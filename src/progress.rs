//! Progress-callback trait for per-item pipeline events.
//!
//! Inject an [`Arc<dyn StageProgressCallback>`] via
//! [`crate::config::PipelineConfigBuilder::progress_callback`] to receive
//! events as each stage works through its files. The CLI forwards them to an
//! indicatif progress bar; library callers can log them, count them, or
//! ignore them.
//!
//! # Example
//!
//! ```rust
//! use bio2csv::{PipelineConfig, Stage, StageProgressCallback};
//! use std::sync::{Arc, atomic::{AtomicUsize, Ordering}};
//!
//! struct CountingCallback {
//!     done: AtomicUsize,
//! }
//!
//! impl StageProgressCallback for CountingCallback {
//!     fn on_item_complete(&self, stage: Stage, item: &str) {
//!         self.done.fetch_add(1, Ordering::SeqCst);
//!         eprintln!("{stage}: {item}");
//!     }
//! }
//!
//! let config = PipelineConfig::builder()
//!     .progress_callback(Arc::new(CountingCallback { done: AtomicUsize::new(0) }))
//!     .build()
//!     .unwrap();
//! ```

use serde::{Deserialize, Serialize};
use std::fmt;
use std::sync::Arc;

/// One of the four pipeline phases.
#[derive(Debug, Clone, Copy, PartialEq, Eq, Hash, Serialize, Deserialize)]
#[serde(rename_all = "lowercase")]
pub enum Stage {
    Split,
    Extract,
    Parse,
    Join,
}

impl Stage {
    /// All stages in execution order.
    pub const ALL: [Stage; 4] = [Stage::Split, Stage::Extract, Stage::Parse, Stage::Join];

    pub fn as_str(self) -> &'static str {
        match self {
            Stage::Split => "split",
            Stage::Extract => "extract",
            Stage::Parse => "parse",
            Stage::Join => "join",
        }
    }
}

impl fmt::Display for Stage {
    fn fmt(&self, f: &mut fmt::Formatter<'_>) -> fmt::Result {
        f.write_str(self.as_str())
    }
}

/// Called by the pipeline as it processes each item of a stage.
///
/// Items are processed sequentially, but implementations must still be
/// `Send + Sync` so the config stays shareable. All methods have default
/// no-op implementations so callers only override what they care about.
pub trait StageProgressCallback: Send + Sync {
    /// Called once before a stage processes its first item.
    ///
    /// # Arguments
    /// * `total` — number of items the stage will attempt
    fn on_stage_start(&self, stage: Stage, total: usize) {
        let _ = (stage, total);
    }

    /// Called when an item produced its output.
    fn on_item_complete(&self, stage: Stage, item: &str) {
        let _ = (stage, item);
    }

    /// Called when an item failed in a degraded (non-fatal) way.
    fn on_item_error(&self, stage: Stage, item: &str, error: &str) {
        let _ = (stage, item, error);
    }

    /// Called once after every item has been attempted.
    ///
    /// # Arguments
    /// * `succeeded` — items that produced their output
    /// * `total`     — items attempted
    fn on_stage_complete(&self, stage: Stage, succeeded: usize, total: usize) {
        let _ = (stage, succeeded, total);
    }
}

/// A no-op implementation for callers that don't need progress events.
pub struct NoopProgressCallback;

impl StageProgressCallback for NoopProgressCallback {}

/// Convenience alias matching the type stored in [`crate::config::PipelineConfig`].
pub type ProgressCallback = Arc<dyn StageProgressCallback>;

#[cfg(test)]
mod tests {
    use super::*;
    use std::sync::atomic::{AtomicUsize, Ordering};

    #[derive(Default)]
    struct TrackingCallback {
        started_total: AtomicUsize,
        completes: AtomicUsize,
        errors: AtomicUsize,
        succeeded: AtomicUsize,
    }

    impl StageProgressCallback for TrackingCallback {
        fn on_stage_start(&self, _stage: Stage, total: usize) {
            self.started_total.store(total, Ordering::SeqCst);
        }

        fn on_item_complete(&self, _stage: Stage, _item: &str) {
            self.completes.fetch_add(1, Ordering::SeqCst);
        }

        fn on_item_error(&self, _stage: Stage, _item: &str, _error: &str) {
            self.errors.fetch_add(1, Ordering::SeqCst);
        }

        fn on_stage_complete(&self, _stage: Stage, succeeded: usize, _total: usize) {
            self.succeeded.store(succeeded, Ordering::SeqCst);
        }
    }

    #[test]
    fn noop_callback_does_not_panic() {
        let cb = NoopProgressCallback;
        cb.on_stage_start(Stage::Extract, 3);
        cb.on_item_complete(Stage::Extract, "a.pdf");
        cb.on_item_error(Stage::Extract, "b.pdf", "exit 1");
        cb.on_stage_complete(Stage::Extract, 1, 2);
    }

    #[test]
    fn tracking_callback_receives_events() {
        let tracker = TrackingCallback::default();
        tracker.on_stage_start(Stage::Parse, 3);
        tracker.on_item_complete(Stage::Parse, "a.pdf.txt");
        tracker.on_item_complete(Stage::Parse, "b.pdf.txt");
        tracker.on_item_error(Stage::Parse, "c.pdf.txt", "timeout");
        tracker.on_stage_complete(Stage::Parse, 2, 3);

        assert_eq!(tracker.started_total.load(Ordering::SeqCst), 3);
        assert_eq!(tracker.completes.load(Ordering::SeqCst), 2);
        assert_eq!(tracker.errors.load(Ordering::SeqCst), 1);
        assert_eq!(tracker.succeeded.load(Ordering::SeqCst), 2);
    }

    #[test]
    fn stage_display_and_order() {
        let names: Vec<String> = Stage::ALL.iter().map(|s| s.to_string()).collect();
        assert_eq!(names, ["split", "extract", "parse", "join"]);
    }
}
//! End-to-end tests for bio2csv.
//!
//! These tests use a real bookmarked PDF, the pdfium shared library and, for
//! the full run, a live LLM and `pdf2txt.py` on `PATH`. They are gated behind
//! the `E2E_ENABLED` environment variable so they do not run in CI unless
//! explicitly requested.
//!
//! Run with:
//!   E2E_ENABLED=1 PDFIUM_LIB_PATH=/path/to/libpdfium cargo test --test e2e -- --nocapture
//!
//! The source PDF defaults to `tests/fixtures/bookmarked.pdf`; point
//! `BIO2CSV_TEST_PDF` at a real biographical dictionary for a fuller run.

use bio2csv::{
    pipeline::pdf, run_pipeline, split_pdf, Bio2CsvError, NoopProgressCallback, PipelineConfig,
    ProgressCallback, StageProgressCallback,
};
use std::path::PathBuf;
use std::sync::Arc;

// ── Test helpers ─────────────────────────────────────────────────────────────

fn test_pdf() -> PathBuf {
    std::env::var("BIO2CSV_TEST_PDF")
        .map(PathBuf::from)
        .unwrap_or_else(|_| PathBuf::from(env!("CARGO_MANIFEST_DIR")).join("tests/fixtures/bookmarked.pdf"))
}

/// Skip this test if E2E_ENABLED is not set *or* no PDF file at `path`.
macro_rules! e2e_skip_unless_ready {
    ($path:expr) => {{
        if std::env::var("E2E_ENABLED").is_err() {
            println!("SKIP — set E2E_ENABLED=1 to run e2e tests");
            return;
        }
        let p: PathBuf = $path;
        if !p.exists() {
            println!("SKIP — test file not found: {}", p.display());
            println!("       Set BIO2CSV_TEST_PDF to a bookmarked PDF");
            return;
        }
        p
    }};
}

fn config_for(source: PathBuf) -> (tempfile::TempDir, PipelineConfig) {
    let root = tempfile::tempdir().unwrap();
    let config = PipelineConfig::builder()
        .workdir(root.path())
        .source_pdf(source)
        .build()
        .unwrap();
    (root, config)
}

// ── Split ────────────────────────────────────────────────────────────────────

#[tokio::test]
async fn test_outline_is_readable() {
    let source = e2e_skip_unless_ready!(test_pdf());

    let outline = pdf::read_outline(&source, None).await.unwrap();
    println!(
        "{} bookmarks over {} pages",
        outline.bookmarks.len(),
        outline.total_pages
    );
    assert!(!outline.bookmarks.is_empty());
    assert!(outline
        .bookmarks
        .iter()
        .all(|b| b.page <= outline.total_pages));
}

#[tokio::test]
async fn test_split_writes_one_pdf_per_person() {
    let source = e2e_skip_unless_ready!(test_pdf());
    let (_root, config) = config_for(source);

    let stats = split_pdf(&config).await.unwrap();
    println!("{stats:#?}");
    assert!(stats.num_pdfs_created > 0);
    assert_eq!(
        stats.num_pdfs_created + stats.num_rejected,
        stats.num_bookmarks
    );

    let written = std::fs::read_dir(&config.split_dir)
        .unwrap()
        .filter_map(Result::ok)
        .filter(|e| e.path().extension().is_some_and(|x| x == "pdf"))
        .count();
    // Two bookmarks can normalise to the same slug; the later one overwrites.
    assert!(written <= stats.num_pdfs_created);
    assert!(written > 0);

    for entry in std::fs::read_dir(&config.split_dir).unwrap() {
        let name = entry.unwrap().file_name().to_string_lossy().into_owned();
        let stem = name.trim_end_matches(".pdf");
        assert!(stem.contains('_'), "slug without separator: {name}");
        assert_eq!(stem, stem.to_lowercase(), "slug not lower-case: {name}");
        assert!(!stem.contains(' ') && !stem.contains('\''), "bad slug: {name}");
    }
}

#[tokio::test]
async fn test_split_rejects_non_pdf() {
    if std::env::var("E2E_ENABLED").is_err() {
        println!("SKIP — set E2E_ENABLED=1 to run e2e tests");
        return;
    }
    let root = tempfile::tempdir().unwrap();
    let fake = root.path().join("notes.pdf");
    std::fs::write(&fake, "plain text").unwrap();
    let (_work, config) = config_for(fake);

    assert!(matches!(
        split_pdf(&config).await,
        Err(Bio2CsvError::NotAPdf { .. })
    ));
}

// ── Full pipeline ────────────────────────────────────────────────────────────

/// Requires E2E_ENABLED=1, OPENAI_API_KEY and `pdf2txt.py` on PATH. Makes one
/// LLM request per person in the test PDF.
#[tokio::test]
async fn test_full_run() {
    let source = e2e_skip_unless_ready!(test_pdf());
    if std::env::var("OPENAI_API_KEY").is_err() {
        println!("SKIP — set OPENAI_API_KEY to run the full pipeline");
        return;
    }
    let (_root, config) = config_for(source);

    let report = run_pipeline(&config).await.unwrap();
    println!("{}", serde_json::to_string_pretty(&report).unwrap());

    let split = report.split.unwrap();
    let join = report.join.unwrap();
    assert!(join.num_people > 0);
    assert!(join.num_people <= split.num_pdfs_created);
    for name in ["personal", "degrees", "employment", "visits", "honors", "parents"] {
        assert!(config.join_dir.join(format!("{name}.csv")).is_file());
    }

    // Second run: parser finds everything done and makes no requests.
    let again = run_pipeline(&config).await.unwrap();
    assert!(again.parse.unwrap().skipped);
}

// ── Callback tests ───────────────────────────────────────────────────────────

#[test]
fn test_noop_callback_is_send_sync() {
    fn assert_send_sync<T: Send + Sync>() {}
    assert_send_sync::<NoopProgressCallback>();

    let cb: ProgressCallback = Arc::new(NoopProgressCallback);
    let config = PipelineConfig::builder()
        .progress_callback(cb)
        .build()
        .unwrap();
    assert!(config.progress_callback.is_some());
}

#[tokio::test]
async fn test_callback_send_in_tokio_spawn() {
    struct Counting(std::sync::atomic::AtomicUsize);
    impl StageProgressCallback for Counting {
        fn on_item_complete(&self, _stage: bio2csv::Stage, _item: &str) {
            self.0.fetch_add(1, std::sync::atomic::Ordering::SeqCst);
        }
    }

    let cb = Arc::new(Counting(std::sync::atomic::AtomicUsize::new(0)));
    let moved: ProgressCallback = cb.clone();
    tokio::spawn(async move {
        moved.on_item_complete(bio2csv::Stage::Split, "a_b.pdf");
    })
    .await
    .unwrap();
    assert_eq!(cb.0.load(std::sync::atomic::Ordering::SeqCst), 1);
}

**Problem details:** Each line of the data that holds "Serialize" should be reported.

**Expected answer:**
use serde::{Deserialize, Serialize};
#[derive(Debug, Clone, Copy, PartialEq, Eq, Hash, Serialize, Deserialize)]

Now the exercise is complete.